On June 16, 1976, nearly ten thousand black students from Soweto, South Africa, marched the streets to protest the poor quality of their education and demanding their right to be taught in their own language. Hundreds of innocent students were shot by security forces. And in the 2 weeks of protest that followed, dubbed the Soweto Uprising, more than a hundred students were killed and thousands were seriously injured. Since 1991, Day of the African Child has been celebrated on June 16 to commemorate those killed during the Soweto Uprising in South Africa, and to recognize the courage of the students who marched for their right to an education. Every year, a theme is identified and this year’s theme is “25 Years after the Adoption of the African Children’s Charter: Accelerating our Collective Efforts to End Child Marriage in Africa.” This is a special theme and the day will be commemorated by bringing together those affected by and working to end child marriage such as community leaders, traditional, religious leaders, girls affected by child marriage and key stakeholders.

The theme was inspired by a Day of General Discussion on child marriage during the 23rd Ordinary Session of the African Committee of Experts on the Rights and Welfare of the Child (ACERWC) in April 2014, which affirmed the recommendation of children to Member States to enhance their efforts to eliminate child marriage. Africa has the second highest rates of child marriage in the world after South Asia. West and Central Africa in particular follow closely on the heels of South Asia with two out of five (41%) girls marrying before 18 years.

Child marriage is a formal marriage or an informal union entered into by an individual before reaching the age of 18. The legally prescribed marriageable age in some jurisdictions is below 18 years, especially in the case of girls; and even when the age is set at 18 years, many jurisdictions permit earlier marriage with parental consent or in special circumstances, such as teenage pregnancy. In certain countries, even when the legal marriage age is 18, cultural traditions take priority over legislative law. Child marriage affects both boys and girls, though the overwhelming majority of those affected are girls, most of who are in poor socioeconomic situations. Child marriage is related to child betrothal and it includes civil cohabitation and court approved early marriages after teenage pregnancy.

Child marriage is a complex issue that is driven by a number of factors in different societies, and has devastating, long-term effects (health, education, psychological, and emotional) on the life and the future of girls. Child marriage is a human rights, gender, and health issue, as well as a cultural and developmental concern. The African Union considers this harmful practice of child marriage as a major hindrance to the development of the continent and this practice has to be faced if the continent is to be seen as progressive and ready to tackle the ever evolving dynamics of a changing world. The Commission launched a Campaign to End Child Marriage in May 2014 and has been focusing on a number of activities.
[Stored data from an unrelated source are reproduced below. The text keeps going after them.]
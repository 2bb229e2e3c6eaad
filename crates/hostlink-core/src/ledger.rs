//! The identification vote ledger: one agreement per `(identification, voter)`.

use uuid::Uuid;

use crate::{
  Error, Result,
  store::{IdentificationStore, VoteStore},
};

pub struct VoteLedger<'a, S> {
  store: &'a S,
}

impl<'a, S> VoteLedger<'a, S>
where
  S: IdentificationStore + VoteStore,
{
  pub fn new(store: &'a S) -> Self { Self { store } }

  /// Record `voter_id`'s agreement with `identification_id`.
  ///
  /// Returns `Ok(true)` when a vote was written and `Ok(false)` when the
  /// voter had already agreed (an idempotent no-op). Fails with
  /// [`Error::IdentificationNotFound`] for an unknown identification.
  pub async fn cast_vote(&self, identification_id: Uuid, voter_id: Uuid) -> Result<bool> {
    let exists = self
      .store
      .get_identification(identification_id)
      .await
      .map_err(Error::store)?
      .is_some();
    if !exists {
      return Err(Error::IdentificationNotFound(identification_id));
    }

    let inserted = self
      .store
      .insert_vote(identification_id, voter_id)
      .await
      .map_err(Error::store)?;

    if inserted {
      tracing::debug!(%identification_id, %voter_id, "vote recorded");
    } else {
      tracing::debug!(%identification_id, %voter_id, "duplicate vote ignored");
    }
    Ok(inserted)
  }

  pub async fn count_votes(&self, identification_id: Uuid) -> Result<u32> {
    self
      .store
      .count_votes(identification_id)
      .await
      .map_err(Error::store)
  }
}
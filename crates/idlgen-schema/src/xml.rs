//! # Generic XML Tree
//!
//! A minimal element tree built from `quick-xml` events. Text content,
//! comments, processing instructions, and the XML declaration are dropped;
//! only element names, attributes, and nesting survive.

use quick_xml::events::{BytesStart, Event};
use quick_xml::Reader;

use idlgen_core::SchemaError;

/// An element with its attributes and child elements.
#[derive(Debug, Clone, PartialEq, Eq, Default)]
pub struct XmlNode {
    /// Local element name, without any namespace prefix.
    pub tag: String,
    /// Attributes in document order.
    pub attributes: Vec<(String, String)>,
    /// Child elements in document order.
    pub children: Vec<XmlNode>,
}

impl XmlNode {
    /// An element with no attributes or children.
    pub fn new(tag: impl Into<String>) -> Self {
        Self {
            tag: tag.into(),
            ..Self::default()
        }
    }

    /// Attribute value by name. Empty values count as absent.
    pub fn attr(&self, name: &str) -> Option<&str> {
        self.attributes
            .iter()
            .find(|(key, _)| key == name)
            .map(|(_, value)| value.as_str())
            .filter(|value| !value.is_empty())
    }

    /// True if this element's tag is one of `tags`.
    pub fn is_any(&self, tags: &[&str]) -> bool {
        tags.contains(&self.tag.as_str())
    }

    /// First direct child with the given tag.
    pub fn child(&self, tag: &str) -> Option<&XmlNode> {
        self.children.iter().find(|c| c.tag == tag)
    }

    fn from_start(start: &BytesStart<'_>) -> Result<Self, quick_xml::Error> {
        let tag = String::from_utf8_lossy(start.local_name().as_ref()).into_owned();
        let mut attributes = Vec::new();
        for attr in start.attributes() {
            let attr = attr?;
            let key = String::from_utf8_lossy(attr.key.local_name().as_ref()).into_owned();
            let value = attr.unescape_value()?.into_owned();
            attributes.push((key, value));
        }
        Ok(Self {
            tag,
            attributes,
            children: Vec::new(),
        })
    }
}

/// Parse `text` into its root element.
///
/// `label` names the document in error messages (usually its path).
///
/// # Errors
///
/// Returns [`SchemaError::DocumentParse`] for malformed markup, mismatched
/// or unclosed elements, multiple roots, or a document without elements.
pub fn parse_document(text: &str, label: &str) -> Result<XmlNode, SchemaError> {
    let parse_error = |reason: String| SchemaError::DocumentParse {
        path: label.to_string(),
        reason,
    };

    let mut reader = Reader::from_str(text);
    reader.config_mut().trim_text(true);

    let mut open: Vec<XmlNode> = Vec::new();
    let mut root: Option<XmlNode> = None;

    loop {
        let event = reader
            .read_event()
            .map_err(|e| parse_error(format!("{e} (at byte {})", reader.buffer_position())))?;

        let completed = match event {
            Event::Start(start) => {
                let node = XmlNode::from_start(&start).map_err(|e| parse_error(e.to_string()))?;
                open.push(node);
                None
            }
            Event::Empty(start) => {
                Some(XmlNode::from_start(&start).map_err(|e| parse_error(e.to_string()))?)
            }
            Event::End(_) => Some(
                open.pop()
                    .ok_or_else(|| parse_error("closing tag without opening tag".to_string()))?,
            ),
            Event::Eof => break,
            _ => None,
        };

        if let Some(node) = completed {
            match open.last_mut() {
                Some(parent) => parent.children.push(node),
                None if root.is_some() => {
                    return Err(parse_error(format!(
                        "multiple root elements (second is <{}>)",
                        node.tag
                    )));
                }
                None => root = Some(node),
            }
        }
    }

    if let Some(unclosed) = open.last() {
        return Err(parse_error(format!("unclosed element <{}>", unclosed.tag)));
    }

    root.ok_or_else(|| parse_error("document has no root element".to_string()))
}

#[cfg(test)]
mod tests {
    use super::*;

    #[test]
    fn parses_nested_elements_and_attributes() {
        let doc = r#"<?xml version="1.0" encoding="UTF-8"?>
            <!-- generated -->
            <types xmlns:xsi="http://www.w3.org/2001/XMLSchema-instance">
              <module name="P">
                <typedef name="T_Int32" type="int32"/>
                <struct name="C_A">
                  <member name="x" type="string" stringMaxLength="8"/>
                </struct>
              </module>
            </types>"#;
        let root = parse_document(doc, "inline").unwrap();
        assert_eq!(root.tag, "types");
        let module = root.child("module").unwrap();
        assert_eq!(module.attr("name"), Some("P"));
        assert_eq!(module.children.len(), 2);
        let member = &module.children[1].children[0];
        assert_eq!(member.tag, "member");
        assert_eq!(member.attr("stringMaxLength"), Some("8"));
    }

    #[test]
    fn unescapes_attribute_values() {
        let root = parse_document(r#"<t note="a &amp; b"/>"#, "inline").unwrap();
        assert_eq!(root.attr("note"), Some("a & b"));
    }

    #[test]
    fn empty_attribute_is_absent() {
        let root = parse_document(r#"<t name=""/>"#, "inline").unwrap();
        assert_eq!(root.attr("name"), None);
        assert_eq!(root.attributes.len(), 1);
    }

    #[test]
    fn text_content_is_ignored() {
        let root = parse_document("<a>hello<b/>world</a>", "inline").unwrap();
        assert_eq!(root.children, vec![XmlNode::new("b")]);
    }

    #[test]
    fn mismatched_close_is_error() {
        let err = parse_document("<a><b></a>", "bad.xml").unwrap_err();
        assert!(err.to_string().contains("bad.xml"), "{err}");
    }

    #[test]
    fn unclosed_element_is_error() {
        let err = parse_document("<types><module name='x'>", "open.xml").unwrap_err();
        assert!(matches!(err, SchemaError::DocumentParse { .. }));
    }

    #[test]
    fn empty_document_is_error() {
        let err = parse_document("   ", "empty.xml").unwrap_err();
        assert!(err.to_string().contains("no root element"), "{err}");
    }

    #[test]
    fn multiple_roots_is_error() {
        let err = parse_document("<a/><b/>", "two.xml").unwrap_err();
        assert!(err.to_string().contains("multiple root"), "{err}");
    }

    #[test]
    fn is_any_matches_tag_sets() {
        let node = XmlNode::new("field");
        assert!(node.is_any(&["member", "field"]));
        assert!(!node.is_any(&["enumerator"]));
    }
}
//! # idlgen-cli — Command-Line Interface
//!
//! Provides the `idlgen` command-line interface on top of the schema
//! scanner, type registry, and sample synthesizer.
//!
//! ## Subcommands
//!
//! - `idlgen sample` — Sample JSON per struct of interest in the input documents.
//! - `idlgen resolve` — Qualified identity (and optionally sample) of a type reference.
//! - `idlgen stubs` — Publish API stubs for every module-level struct and
//!   every `Wire_*` header struct.
//!
//! ```bash
//! idlgen sample config/generated/*.xml -o output_json
//! idlgen resolve T_VehicleId --schema-dir config/generated --sample
//! idlgen stubs --xml-dir config/generated --struct-dir include -o generated
//! ```
//!
//! ## Crate Policy
//!
//! - Argument parsing lives in `main.rs`; handlers live in their modules.
//! - Resolution and synthesis are delegated to the `idlgen-*` crates.
//! - Handlers return an exit code; I/O failures surface as `anyhow` errors.

pub mod config;
pub mod headers;
pub mod inputs;
pub mod resolve;
pub mod sample;
pub mod stubs;

pub use config::GeneratorConfig;
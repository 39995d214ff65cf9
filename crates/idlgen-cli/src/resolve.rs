//! # Resolve Subcommand
//!
//! Answers "what does this type reference name?" against a schema corpus:
//! the resolved identity, what kind of type it is, and optionally the
//! sample value it synthesizes to.

use std::path::PathBuf;

use anyhow::Result;
use clap::Args;

use idlgen_registry::TypeRegistry;
use idlgen_sample::{classify_primitive, SampleGenerator};

use crate::inputs::load_schema_dirs;

/// Arguments for the `idlgen resolve` subcommand.
#[derive(Args, Debug)]
pub struct ResolveArgs {
    /// Type reference to resolve, short or qualified.
    #[arg(value_name = "TYPE")]
    pub type_ref: String,

    /// Directory of schema documents to load. May be repeated.
    #[arg(long = "schema-dir", value_name = "DIR", required = true)]
    pub schema_dirs: Vec<PathBuf>,

    /// Also print the synthesized sample as JSON.
    #[arg(long)]
    pub sample: bool,
}

/// What a resolved reference turned out to be.
#[derive(Debug, Clone, PartialEq, Eq)]
pub enum ResolvedKind {
    Struct { members: usize },
    Enum { enumerators: usize },
    Primitive,
    Unknown,
}

impl std::fmt::Display for ResolvedKind {
    fn fmt(&self, f: &mut std::fmt::Formatter<'_>) -> std::fmt::Result {
        match self {
            Self::Struct { members } => write!(f, "struct ({members} member(s))"),
            Self::Enum { enumerators } => write!(f, "enum ({enumerators} enumerator(s))"),
            Self::Primitive => f.write_str("primitive"),
            Self::Unknown => f.write_str("unknown"),
        }
    }
}

/// Classify the type `type_ref` resolves to.
pub fn classify(registry: &TypeRegistry, type_ref: &str, resolved: &str) -> ResolvedKind {
    if let Some(decl) = registry.lookup_struct(type_ref) {
        ResolvedKind::Struct {
            members: decl.members.len(),
        }
    } else if let Some(values) = registry.lookup_enum(type_ref) {
        ResolvedKind::Enum {
            enumerators: values.len(),
        }
    } else if classify_primitive(resolved).is_some() {
        ResolvedKind::Primitive
    } else {
        ResolvedKind::Unknown
    }
}

/// Execute the resolve subcommand.
///
/// Returns exit code: 0 when the reference resolves, 1 on a typedef cycle.
pub fn run_resolve(args: &ResolveArgs) -> Result<u8> {
    let (registry, report) = load_schema_dirs(&args.schema_dirs)?;
    tracing::info!(
        documents = report.documents,
        declarations = report.declarations,
        "loaded type registry"
    );

    let resolved = match registry.try_resolve_type(&args.type_ref) {
        Ok(resolved) => resolved,
        Err(err) => {
            println!("ERROR: {err}");
            return Ok(1);
        }
    };

    println!("type:     {}", args.type_ref);
    println!("resolved: {resolved}");
    println!("kind:     {}", classify(&registry, &args.type_ref, &resolved));

    if args.sample {
        let sample = SampleGenerator::new(&registry).generate_sample(&args.type_ref, false);
        println!("{}", sample.to_json_pretty()?);
    }

    Ok(0)
}

#[cfg(test)]
mod tests {
    use super::*;
    use idlgen_core::{Member, StructDecl};

    fn registry() -> TypeRegistry {
        let mut registry = TypeRegistry::new();
        registry.register_typedef("P::T_Id", "long");
        registry.register_typedef("P::T_Alias", "P::T_Odd");
        registry.register_enum("P::E_Mode", vec!["ON".into(), "OFF".into()]);
        registry.register_struct(
            "P::C_Thing",
            StructDecl::new("P::C_Thing").with_member(Member::non_basic("A_Id", "T_Id")),
        );
        registry
    }

    #[test]
    fn classifies_each_kind() {
        let registry = registry();
        let kind = |r: &str| classify(&registry, r, &registry.resolve_type(r));
        assert_eq!(kind("C_Thing"), ResolvedKind::Struct { members: 1 });
        assert_eq!(kind("E_Mode"), ResolvedKind::Enum { enumerators: 2 });
        assert_eq!(kind("T_Id"), ResolvedKind::Primitive);
        assert_eq!(kind("T_Alias"), ResolvedKind::Unknown);
    }

    #[test]
    fn kind_display() {
        assert_eq!(ResolvedKind::Struct { members: 3 }.to_string(), "struct (3 member(s))");
        assert_eq!(ResolvedKind::Enum { enumerators: 0 }.to_string(), "enum (0 enumerator(s))");
        assert_eq!(ResolvedKind::Unknown.to_string(), "unknown");
    }

    #[test]
    fn cycle_exits_nonzero() {
        let dir = tempfile::tempdir().unwrap();
        std::fs::write(
            dir.path().join("loop.xml"),
            r#"<types><typedef name="T_A" type="nonBasic" nonBasicTypeName="T_B"/>
               <typedef name="T_B" type="nonBasic" nonBasicTypeName="T_A"/></types>"#,
        )
        .unwrap();
        let args = ResolveArgs {
            type_ref: "T_A".into(),
            schema_dirs: vec![dir.path().to_path_buf()],
            sample: true,
        };
        assert_eq!(run_resolve(&args).unwrap(), 1);
    }

    #[test]
    fn missing_schema_dir_is_error() {
        let dir = tempfile::tempdir().unwrap();
        let args = ResolveArgs {
            type_ref: "T_A".into(),
            schema_dirs: vec![dir.path().join("absent")],
            sample: false,
        };
        assert!(run_resolve(&args).is_err());
    }
}
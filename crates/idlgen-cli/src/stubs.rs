//! # Stubs Subcommand
//!
//! Generates a C header and source pair exposing one JSON publish function
//! per module-level struct found in a directory of schema documents. Each
//! function forwards its payload to `<prefix>_agent_publish_json` under the
//! struct's topic name.
//!
//! With `--struct-dir`, every `Wire_*` struct in that directory's headers
//! also gets a function forwarding the raw struct to
//! `<prefix>_agent_publish_struct`.

use std::collections::BTreeSet;
use std::fmt::Write as _;
use std::path::{Path, PathBuf};

use anyhow::{Context, Result};
use clap::Args;

use idlgen_schema::{schema_files, SchemaDocument, Topic};

use crate::config::GeneratorConfig;
use crate::headers::{scan_struct_headers, WireStruct};

/// Arguments for the `idlgen stubs` subcommand.
#[derive(Args, Debug)]
pub struct StubsArgs {
    /// Directory of schema documents to collect topics from.
    #[arg(long, value_name = "DIR")]
    pub xml_dir: PathBuf,

    /// Directory of C headers defining `Wire_*` structs.
    #[arg(long, value_name = "DIR")]
    pub struct_dir: Option<PathBuf>,

    /// Directory for the generated `.h` and `.c` files.
    #[arg(short, long, value_name = "DIR", default_value = ".")]
    pub output: PathBuf,

    /// Prefix of generated files and functions (overrides `api_prefix`).
    #[arg(long, value_name = "PREFIX")]
    pub api_prefix: Option<String>,
}

/// Topics from every schema document in `dir`, deduplicated and sorted by
/// topic name. Documents that fail to parse are logged and skipped.
pub fn collect_topics(dir: &Path) -> Result<Vec<Topic>> {
    let mut seen = BTreeSet::new();
    let mut topics = Vec::new();
    for path in schema_files(dir)? {
        let doc = match SchemaDocument::load(&path) {
            Ok(doc) => doc,
            Err(err) => {
                tracing::warn!(
                    path = %path.display(),
                    %err,
                    "skipping malformed schema document"
                );
                continue;
            }
        };
        for topic in doc.topics() {
            if seen.insert(topic.topic_name()) {
                topics.push(topic);
            }
        }
    }
    topics.sort_by_key(Topic::topic_name);
    Ok(topics)
}

fn function_name(prefix: &str, topic: &Topic) -> String {
    format!("{prefix}_send_{}_json", topic.api_suffix())
}

fn struct_function_name(prefix: &str, wire: &WireStruct) -> String {
    format!("{prefix}_send_{}_struct", wire.base)
}

/// Render `<prefix>_api.h`.
pub fn render_header(
    prefix: &str,
    topics: &[Topic],
    wires: &[WireStruct],
    headers: &[String],
) -> Result<String, std::fmt::Error> {
    let guard = format!("{}_API_GENERATED_H", prefix.to_uppercase());
    let mut out = String::new();
    writeln!(out, "/**")?;
    writeln!(out, " * @file {prefix}_api.h")?;
    writeln!(out, " * @brief JSON publish API, one function per topic.")?;
    writeln!(out, " *")?;
    writeln!(out, " * Generated by idlgen. Do not edit.")?;
    writeln!(out, " */")?;
    writeln!(out)?;
    writeln!(out, "#ifndef {guard}")?;
    writeln!(out, "#define {guard}")?;
    writeln!(out)?;
    writeln!(out, "#ifdef __cplusplus")?;
    writeln!(out, "extern \"C\" {{")?;
    writeln!(out, "#endif")?;
    writeln!(out)?;
    writeln!(out, "#include \"{prefix}_agent.h\"")?;
    for header in headers {
        writeln!(out, "#include \"{header}\"")?;
    }
    for topic in topics {
        writeln!(out)?;
        writeln!(
            out,
            "/** Publish JSON on topic {} ({}). */",
            topic.topic_name(),
            topic.type_name()
        )?;
        writeln!(
            out,
            "int {}(void* agent, const char* json_data);",
            function_name(prefix, topic)
        )?;
    }
    for wire in wires {
        writeln!(out)?;
        writeln!(
            out,
            "/** Publish {} on topic {} ({}). */",
            wire.full, wire.topic_name, wire.type_name
        )?;
        writeln!(
            out,
            "int {}(void* agent, const {}* data);",
            struct_function_name(prefix, wire),
            wire.full
        )?;
    }
    writeln!(out)?;
    writeln!(out, "#ifdef __cplusplus")?;
    writeln!(out, "}}")?;
    writeln!(out, "#endif")?;
    writeln!(out)?;
    writeln!(out, "#endif /* {guard} */")?;
    Ok(out)
}

/// Render `<prefix>_api.c`.
pub fn render_source(
    prefix: &str,
    topics: &[Topic],
    wires: &[WireStruct],
) -> Result<String, std::fmt::Error> {
    let mut out = String::new();
    writeln!(out, "/* Generated by idlgen. Do not edit. */")?;
    writeln!(out)?;
    writeln!(out, "#include \"{prefix}_api.h\"")?;
    for topic in topics {
        writeln!(out)?;
        writeln!(
            out,
            "int {}(void* agent, const char* json_data) {{",
            function_name(prefix, topic)
        )?;
        writeln!(out, "    if (!agent || !json_data) return -1;")?;
        writeln!(
            out,
            "    return {prefix}_agent_publish_json(agent, \"{}\", json_data);",
            topic.topic_name()
        )?;
        writeln!(out, "}}")?;
    }
    for wire in wires {
        writeln!(out)?;
        writeln!(
            out,
            "int {}(void* agent, const {}* data) {{",
            struct_function_name(prefix, wire),
            wire.full
        )?;
        writeln!(out, "    if (!agent || !data) return -1;")?;
        write!(out, "    return {prefix}_agent_publish_struct(agent, ")?;
        writeln!(
            out,
            "\"{}\", \"{}\", data, sizeof({}));",
            wire.topic_name, wire.type_name, wire.full
        )?;
        writeln!(out, "}}")?;
    }
    Ok(out)
}

/// Execute the stubs subcommand.
///
/// Returns exit code: 0 on success, 1 if neither the schema documents nor
/// the struct headers yield anything to publish.
pub fn run_stubs(args: &StubsArgs, config: &GeneratorConfig) -> Result<u8> {
    let prefix = args.api_prefix.as_deref().unwrap_or(&config.api_prefix);

    let topics = collect_topics(&args.xml_dir).with_context(|| {
        format!("failed to collect topics from {}", args.xml_dir.display())
    })?;
    let (wires, headers) = match &args.struct_dir {
        Some(dir) => scan_struct_headers(dir)
            .with_context(|| format!("failed to scan struct headers in {}", dir.display()))?,
        None => (Vec::new(), Vec::new()),
    };
    tracing::info!(
        topics = topics.len(),
        wire_structs = wires.len(),
        headers = headers.len(),
        "collected stub inputs"
    );
    if topics.is_empty() && wires.is_empty() {
        println!(
            "ERROR: no module-level structs found in {}",
            args.xml_dir.display()
        );
        return Ok(1);
    }

    std::fs::create_dir_all(&args.output).with_context(|| {
        format!("failed to create output directory {}", args.output.display())
    })?;

    let header_path = args.output.join(format!("{prefix}_api.h"));
    let source_path = args.output.join(format!("{prefix}_api.c"));
    write_file(
        &header_path,
        &render_header(prefix, &topics, &wires, &headers)?,
    )?;
    write_file(&source_path, &render_source(prefix, &topics, &wires)?)?;

    println!(
        "Generated {} topic function(s) and {} struct function(s):",
        topics.len(),
        wires.len()
    );
    println!("  {}", header_path.display());
    println!("  {}", source_path.display());
    Ok(0)
}

fn write_file(path: &Path, content: &str) -> Result<()> {
    std::fs::write(path, content).with_context(|| format!("failed to write {}", path.display()))
}
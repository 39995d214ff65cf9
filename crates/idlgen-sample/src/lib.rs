//! # idlgen-sample — Sample Synthesizer
//!
//! Given a type reference and a cardinality flag, resolves the reference
//! through an [`idlgen_registry::TypeRegistry`] and produces a canonical
//! example [`SampleValue`]: a primitive literal, an enumerator, a composed
//! record (base-type fields first), or a single-element list.
//!
//! ## Failure Semantics
//!
//! Synthesis never fails. Unresolvable references, empty enumerations,
//! typedef cycles, and self-referential structs degrade to explicit
//! placeholder variants of [`SampleValue`], which only become strings when
//! serialized. A corpus with a few malformed entries still yields
//! best-effort output for everything resolvable.
//!
//! ## Determinism
//!
//! Identical registry contents and inputs always produce identical values,
//! with record fields in declaration order.

pub mod primitive;
pub mod synth;
pub mod value;

pub use primitive::{classify_primitive, Primitive};
pub use synth::{member_label, SampleGenerator};
pub use value::{SampleValue, GENERIC_STRING_SAMPLE, UNKNOWN_ENUM_MARKER};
The Day of the African Child is also an opportunity to raise awareness of the ongoing need to improve the education of children living across Africa. It’s a need that still very much exists today. Education helps get families out of poverty but there are several reasons why many parents may not be able to take their children to school like affordable school fees, the distance to the nearest school, or early marriage which may keep girls from the classroom. These and many more barriers to education have an enormous impact on children, especially girls. Girls are active members of society, and they need the support of everybody to achieve their full potential.

Though progress has been made since the Soweto Uprising, many children are still missing from the classroom and much more work needs to be done to ensure all children are receiving a quality education, so that they can stay healthy, be more independent and become a force for social change.